Two villages come out of poverty with help from online sales

- By CHEN NAN in Huichang county, Jiangxi

It’s a hot afternoon when Zhong Qilan walks out of his house sweating in the sun to check out his navel oranges that cover about 10 hectares of a mountainou­s area in Jiangxi province.

“In November, these oranges will turn yellow and it’ll be the time for harvest,” says Zhong, 51, pointing to the oranges on trees that are still green.

In this small village of Nantian, in Jiangxi's Huichang county, Zhong has been growing navel oranges since 2004.

Now, his annual income is 1.5 million yuan ($230,000). It was 70,000 yuan earlier. Other than the fruit farm, Zhong raises fish and livestock, which bring him about 1 million yuan a year.

For more than 50 years, fish farming was the only industry that generated income for local villagers, says Zhong, who was born and grew up in Nantian.

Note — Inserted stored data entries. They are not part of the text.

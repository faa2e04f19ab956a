use crate::areas::repository::Repository;

impl Repository {
    pub fn write_tree_command(&self) -> anyhow::Result<()> {
        let oid = self.write_tree()?;
        writeln!(self.writer(), "{oid}")?;

        Ok(())
    }
}
use crate::areas::repository::Repository;
use crate::artifacts::branch::ref_name::RefName;
use anyhow::Context;

impl Repository {
    /// Create a lightweight tag at `revision` (HEAD by default); never overwrites
    pub fn tag(&self, name: &str, revision: Option<&str>) -> anyhow::Result<()> {
        let tag = RefName::tag(name)?;
        let oid = self.resolve_revision(revision.unwrap_or("HEAD"))?;

        self.refs()
            .create_ref(&tag, &oid)
            .with_context(|| format!("cannot create tag '{name}'"))?;

        Ok(())
    }

    pub fn list_tags(&self) -> anyhow::Result<()> {
        for (tag, _) in self.refs().list_tags()? {
            writeln!(self.writer(), "{}", tag.short_name())?;
        }

        Ok(())
    }
}
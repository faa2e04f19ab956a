//! Blob object
//!
//! Blobs store raw file content. Names and directory structure live in trees.
//!
//! ## Format
//!
//! On disk: `blob <size>\0<content>`

use crate::artifacts::objects::object::{Object, Packable, Unpackable};
use crate::artifacts::objects::object_type::ObjectType;
use crate::errors::Result;
use bytes::Bytes;
use derive_new::new;

/// Raw file content
#[derive(Debug, Clone, PartialEq, Eq, new)]
pub struct Blob {
    #[new(into)]
    content: Bytes,
}

impl Blob {
    pub fn content(&self) -> &Bytes {
        &self.content
    }

    pub fn into_content(self) -> Bytes {
        self.content
    }
}

impl Packable for Blob {
    fn serialize(&self) -> Result<Bytes> {
        Ok(self.content.clone())
    }
}

impl Unpackable for Blob {
    fn deserialize(payload: &[u8]) -> Result<Self> {
        Ok(Blob::new(Bytes::copy_from_slice(payload)))
    }
}

impl Object for Blob {
    fn object_type(&self) -> ObjectType {
        ObjectType::Blob
    }

    fn display(&self) -> String {
        String::from_utf8_lossy(&self.content).into_owned()
    }
}
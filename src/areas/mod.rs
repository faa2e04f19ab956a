//! Storage areas of a repository
//!
//! - `database`: content-addressable object store
//! - `index`: staging area, `path -> blob`
//! - `refs`: HEAD, branches, tags, remote branches and `MERGE_HEAD`
//! - `merge_state`: unresolved paths of a conflicted merge
//! - `workspace`: working tree files
//! - `repository`: the handle tying them together
//! - `remote`: fetch and push between two repositories

pub mod database;
pub mod index;
pub mod merge_state;
pub mod refs;
pub mod remote;
pub mod repository;
pub mod workspace;
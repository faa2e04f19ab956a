use crate::areas::database::Database;
use crate::areas::refs::Refs;
use crate::artifacts::branch::ref_name::{RefName, validate_short_name};
use crate::artifacts::branch::{
    ANCESTOR_REGEX, HEADS_PREFIX, PARENT_REGEX, REF_ALIASES, TAGS_PREFIX,
};
use crate::artifacts::objects::OBJECT_ID_LENGTH;
use crate::artifacts::objects::object_id::ObjectId;
use crate::errors::{Error, Result};

/// Shortest hex string accepted as an abbreviated object ID
const MIN_OID_PREFIX: usize = 4;

/// A revision expression identifying an object.
///
/// Supports:
/// - Ref names: `master`, `feature/x`, `HEAD`, `refs/tags/v1`
/// - Aliases: `@` (resolves to `HEAD`)
/// - Full or abbreviated OIDs: 4-40 hex characters, used when no ref matches
/// - Parent notation: `<revision>^`
/// - Ancestor notation: `<revision>~<n>`
///
/// A short name is looked up as given, then under `refs/`, `refs/tags/` and
/// `refs/heads/`. Several candidates pointing at different objects make the
/// name ambiguous. Fetched branches are reached as `remote/<name>` through
/// `refs/`, so they never shadow a local branch of the same name.
#[derive(Debug, Clone, PartialEq, Eq)]
pub enum Revision {
    /// A ref name or, failing that, an object ID
    Ref(String),
    /// The Nth first-parent ancestor of a revision (e.g. HEAD~3)
    Ancestor(Box<Revision>, usize),
    /// The first parent of a revision (e.g. HEAD^)
    Parent(Box<Revision>),
}

impl Revision {
    pub fn try_parse(revision: &str) -> Result<Revision> {
        let invalid = |e: regex::Error| Error::InvalidRefName(format!("invalid revision regex: {e}"));

        if let Some(caps) = regex::Regex::new(PARENT_REGEX)
            .map_err(invalid)?
            .captures(revision)
        {
            let base_revision = Self::try_parse(&caps[1])?;
            return Ok(Revision::Parent(Box::new(base_revision)));
        }

        if let Some(caps) = regex::Regex::new(ANCESTOR_REGEX)
            .map_err(invalid)?
            .captures(revision)
        {
            let generations = caps[2]
                .parse::<usize>()
                .map_err(|_| Error::InvalidRefName(revision.to_string()))?;
            let base_revision = Self::try_parse(&caps[1])?;
            return Ok(Revision::Ancestor(Box::new(base_revision), generations));
        }

        let resolved_name = *REF_ALIASES.get(revision).unwrap_or(&revision);
        validate_short_name(resolved_name)?;

        Ok(Revision::Ref(resolved_name.to_string()))
    }

    pub fn resolve(&self, refs: &Refs, database: &Database) -> Result<ObjectId> {
        match self {
            Revision::Ref(name) => Self::resolve_name(name, refs, database),
            Revision::Parent(base_revision) => {
                let oid = base_revision.resolve(refs, database)?;
                Self::first_parent(&oid, database)?
                    .ok_or_else(|| Error::RefNotFound(self.to_string()))
            }
            Revision::Ancestor(base_revision, generations) => {
                let mut oid = base_revision.resolve(refs, database)?;
                for _ in 0..*generations {
                    oid = Self::first_parent(&oid, database)?
                        .ok_or_else(|| Error::RefNotFound(self.to_string()))?;
                }

                Ok(oid)
            }
        }
    }

    fn first_parent(oid: &ObjectId, database: &Database) -> Result<Option<ObjectId>> {
        Ok(database.load_commit(oid)?.parent().cloned())
    }

    fn resolve_name(name: &str, refs: &Refs, database: &Database) -> Result<ObjectId> {
        let candidates = [
            name.to_string(),
            format!("refs/{name}"),
            format!("{TAGS_PREFIX}{name}"),
            format!("{HEADS_PREFIX}{name}"),
        ];

        let mut found: Vec<(RefName, ObjectId)> = Vec::new();
        for candidate in &candidates {
            let Ok(ref_name) = RefName::try_parse(candidate) else {
                continue;
            };
            if found.iter().any(|(seen, _)| seen == &ref_name) {
                continue;
            }
            if let Some(oid) = refs.try_resolve(&ref_name)? {
                found.push((ref_name, oid));
            }
        }

        if let Some((_, first_oid)) = found.first() {
            if found.iter().any(|(_, oid)| oid != first_oid) {
                return Err(Error::AmbiguousReference {
                    name: name.to_string(),
                    candidates: found.iter().map(|(ref_name, _)| ref_name.to_string()).collect(),
                });
            }

            return Ok(first_oid.clone());
        }

        if Self::looks_like_oid(name) {
            return Self::resolve_oid(name, database);
        }

        Err(Error::RefNotFound(name.to_string()))
    }

    fn resolve_oid(prefix: &str, database: &Database) -> Result<ObjectId> {
        if prefix.len() == OBJECT_ID_LENGTH {
            let oid = ObjectId::try_parse(prefix)?;
            return if database.contains(&oid) {
                Ok(oid)
            } else {
                Err(Error::ObjectNotFound(oid))
            };
        }

        let mut matches = database.find_objects_by_prefix(prefix)?;
        match matches.len() {
            0 => Err(Error::RefNotFound(prefix.to_string())),
            1 => Ok(matches.remove(0)),
            _ => Err(Error::AmbiguousReference {
                name: prefix.to_string(),
                candidates: matches.iter().map(ObjectId::to_string).collect(),
            }),
        }
    }

    fn looks_like_oid(s: &str) -> bool {
        (MIN_OID_PREFIX..=OBJECT_ID_LENGTH).contains(&s.len())
            && s.chars().all(|c| c.is_ascii_hexdigit())
    }
}

impl std::fmt::Display for Revision {
    fn fmt(&self, f: &mut std::fmt::Formatter<'_>) -> std::fmt::Result {
        match self {
            Revision::Ref(name) => write!(f, "{name}"),
            Revision::Parent(base) => write!(f, "{base}^"),
            Revision::Ancestor(base, generations) => write!(f, "{base}~{generations}"),
        }
    }
}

Thanks to a poverty alleviatio­n campaign in the village, the past three years have seen incomes increase.

In addition, a narrow road running through the village has been upgraded, wasted patches of farmland are being reused, garbage is being taken out of nearby rivers and new homes are being built for the villagers.

Zhong’s 30-year-old son, Zhong Pengxiang, who graduated from Nanchang Vocational Animal Science and Veterinary College, started selling navel oranges via online shopping platforms, such as Taobao of Chinese e-commerce giant Alibaba Group, about three years ago.

The move helped increase their sale of oranges from 50,000 to 300,000 kilograms by 2016.

“I couldn’t imagine such a big change in the village. I am just one of those who benefitted from the poverty alleviatio­n campaign,” says Zhong Qilan.

Like Nantian, Daxiba is another village in Huichang that has transforme­d from a poverty-stricken place to one with lush lotus-covered landscape.

Before the anti-poverty campaign, Daxiba was struggling below the poverty line, which is measured in China at an annual individual income of 2,855 yuan.

In a grocery store near a local government building in the village, it’s hard to ignore a giant interactiv­e screen that sells local crops, such as lotus seeds, rice and fruits, online.

“Modern agricultur­e is the key to eradicatin­g poverty. With the support of the government, we also developed tourism in the village,” says Chen Quanshan, an official in Daxiba.

The village’s population is about 630.

In 2015, Daxiba started developing agricultur­al cooperativ­es, gathering local villagers and focusing on selling products online to help increase incomes and in turn develop large-scale local industries.

By the end of 2016, the villagers had lifted themselves out of poverty.